[What you have to do]
Only an exact copy of the lines beginning at the one that contains "fn get_int(&self, section: &str, key: &str, default: i64)" and ending at the last line of the records below counts as the answer.

Saved data entries
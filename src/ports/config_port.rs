//! Strategy configuration store port.
//!
//! Read-only key lookup by INI-style `[section] key`. Typed getters fall back
//! to `default` when the key is absent or does not parse.

pub trait ConfigPort {
    fn get_string(&self, section: &str, key: &str) -> Option<String>;
    fn get_int(&self, section: &str, key: &str, default: i64) -> i64;
    fn get_double(&self, section: &str, key: &str, default: f64) -> f64;
    fn get_bool(&self, section: &str, key: &str, default: bool) -> bool;

    fn has_key(&self, section: &str, key: &str) -> bool {
        self.get_string(section, key).is_some()
    }
}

[Exercise result]
    fn get_int(&self, section: &str, key: &str, default: i64) -> i64;
    fn get_double(&self, section: &str, key: &str, default: f64) -> f64;
    fn get_bool(&self, section: &str, key: &str, default: bool) -> bool;

    fn has_key(&self, section: &str, key: &str) -> bool {
        self.get_string(section, key).is_some()
    }
}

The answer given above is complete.